The White House

The White HouseA new public space for art and social activity on the Becontree Estate in Dagenham.

“Tenants shall be as free as possible to order their lives in their own way, so that they may pursue their originality…” LCC Becontree Estate Tenants’ Handbook, 1921

In August 2016, Create worked with architects Apparata to transform The White House, a derelict 18th century farmhouse on Dagenham’s Becontree Estate, into a new public space for art and social activity. The White House invites artists to live at the house, to make new art and join people living locally to create the vision for this new public building.

Since opening, The White House has been home to fifteen artists and hosted a range of workshops, talks, dinners and events – with artist residencies resulting in activity including a socialist pantomime, a mockumentary film, a site-specific theatre production, and an anti-social social club.

Alongside the artist residencies, the House hosts a Front Room Programme, which includes coffee mornings, arts and craft groups facilitated by local people, poetry classes and film screenings. The Front Room Programme has been designed with the people that come to the house, and is often a legacy of the artists’ projects and their own interests.

Find out more over at The White House’s own website.

Read interim evaluation report here.

The White House is wheelchair accessible throughout the whole ground floor, which is where the activities take place. There is free on street parking on Green Lane, and the nearest station, Chadwell Heath, is step free from street to platform. We are committed to supporting those with any additional needs, so please get in touch with Ella (whitehouse@createlondon.orgwith any access requirements and we will be happy to help.

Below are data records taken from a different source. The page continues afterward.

impl Tree {
    fn node(&self, id: NodeId) -> &NodeData {
        &self.nodes[id.index()]
    }

    fn node_mut(&mut self, id: NodeId) -> &mut NodeData {
        &mut self.nodes[id.index()]
    }

    fn push(&mut self, data: NodeData) -> NodeId {
        let id = NodeId(self.nodes.len() as u32);
        self.nodes.push(data);
        id
    }

    fn detach(&mut self, id: NodeId) {
        if let Some(parent) = self.node_mut(id).parent.take() {
            self.node_mut(parent).children.retain(|child| *child != id);
        }
    }

    fn is_inclusive_ancestor(&self, ancestor: NodeId, mut node: NodeId) -> bool {
        loop {
            if node == ancestor {
                return true;
            }
            match self.node(node).parent {
                Some(parent) => node = parent,
                None => return false,
            }
        }
    }

    fn insert_at(&mut self, parent: NodeId, index: usize, child: NodeId) -> bool {
        if self.is_inclusive_ancestor(child, parent) {
            log::error!("[scene] refusing to insert {child} into its own subtree");
            return false;
        }
        self.detach(child);
        let children = &mut self.node_mut(parent).children;
        let index = index.min(children.len());
        children.insert(index, child);
        self.node_mut(child).parent = Some(parent);
        true
    }

    fn deep_clone(&mut self, id: NodeId) -> NodeId {
        let mut data = self.node(id).clone();
        data.parent = None;
        data.listeners.clear();
        let children = std::mem::take(&mut data.children);
        let copy = self.push(data);
        for child in children {
            let child_copy = self.deep_clone(child);
            self.node_mut(copy).children.push(child_copy);
            self.node_mut(child_copy).parent = Some(copy);
        }
        copy
    }

    fn build(&mut self, node: &MarkupNode) -> NodeId {
        match node {
            MarkupNode::Text(text) => self.push(NodeData::text(text)),
            MarkupNode::Element {
                tag,
                attributes,
                children,
            } => {
                let mut data = NodeData::element(tag);
                data.attributes = attributes.iter().cloned().collect();
                let id = self.push(data);
                for child in children {
                    let child = self.build(child);
                    self.node_mut(id).children.push(child);
                    self.node_mut(child).parent = Some(id);
                }
                id
            }
        }
    }

    fn descendants(&self, scope: NodeId, output: &mut Vec<NodeId>) {
        for child in &self.node(scope).children {
            output.push(*child);
            self.descendants(*child, output);
        }
    }

    fn text_content(&self, id: NodeId, output: &mut String) {
        match &self.node(id).kind {
            NodeKind::Text(text) => output.push_str(text),
            NodeKind::Element { .. } => {
                for child in &self.node(id).children {
                    self.text_content(*child, output);
                }
            }
        }
    }

    fn matches_compound(&self, id: NodeId, compound: &Compound) -> bool {
        let node = self.node(id);
        let Some(tag) = node.tag() else {
            return false;
        };
        if compound.tag.as_deref().is_some_and(|expected| expected != tag) {
            return false;
        }
        if let Some(expected) = &compound.id {
            if node.attributes.get("id") != Some(expected) {
                return false;
            }
        }
        let classes = node.attributes.get("class").map(String::as_str).unwrap_or("");
        if !compound
            .classes
            .iter()
            .all(|class| classes.split_whitespace().any(|present| present == class))
        {
            return false;
        }
        compound.attributes.iter().all(|matcher| {
            match (node.attributes.get(&matcher.name), &matcher.value) {
                (Some(_), None) => true,
                (Some(actual), Some(expected)) => actual == expected,
                (None, _) => false,
            }
        })
    }

    fn matches_chain(&self, id: NodeId, chain: &[Compound], scope: NodeId) -> bool {
        let Some((last, rest)) = chain.split_last() else {
            return false;
        };
        if !self.matches_compound(id, last) {
            return false;
        }
        let mut remaining = rest;
        let mut current = self.node(id).parent;
        while let Some((compound, outer)) = remaining.split_last() {
            loop {
                let Some(ancestor) = current else {
                    return false;
                };
                current = self.node(ancestor).parent;
                if self.matches_compound(ancestor, compound) {
                    break;
                }
                if ancestor == scope {
                    return false;
                }
            }
            remaining = outer;
        }
        true
    }
}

The White House is supported by London Borough of Barking & Dagenham, Arts Council England, Paul Hamlyn Foundation and City Bridge Trust. APPARATA is the architectural practice of Nicholas Lobo Brennan Astrid Smitham. Nicholas Lobo Brennan was born in London. He began collaborating with Astrid Smitham in 2011 forming a studio in 2014. Nicholas also founded the collective GRUPPE in Zurich in 2011. He edits the publication Models Ruins Power, founded in Zurich in 2014. He previously worked for Peter Zumthor in Switzerland, Architecture Research Unit in London, and UNA in Sao Paulo. He studied at Chelsea Collage of Arts, Cass Faculty of Architecture and The Royal College of Art. He taught with Tom Emerson at ETH helping establish the Studio Tom Emerson live build projects. He won the Swiss Art Award for Architecture in 2012 and with his collective he was 2013 finalist for the Debut Award at the Lisbon Triennale, and nominated for this years Iakov Chernikov prize. Astrid Smitham was born in Manchester. She studied Fine Art in the UK and Architecture at TU Berlin and ETH Zurich. She practised as a painter and screenwriter in Berlin. In 2015 she completed the construction of a house for an actor in Valais, Switzerland.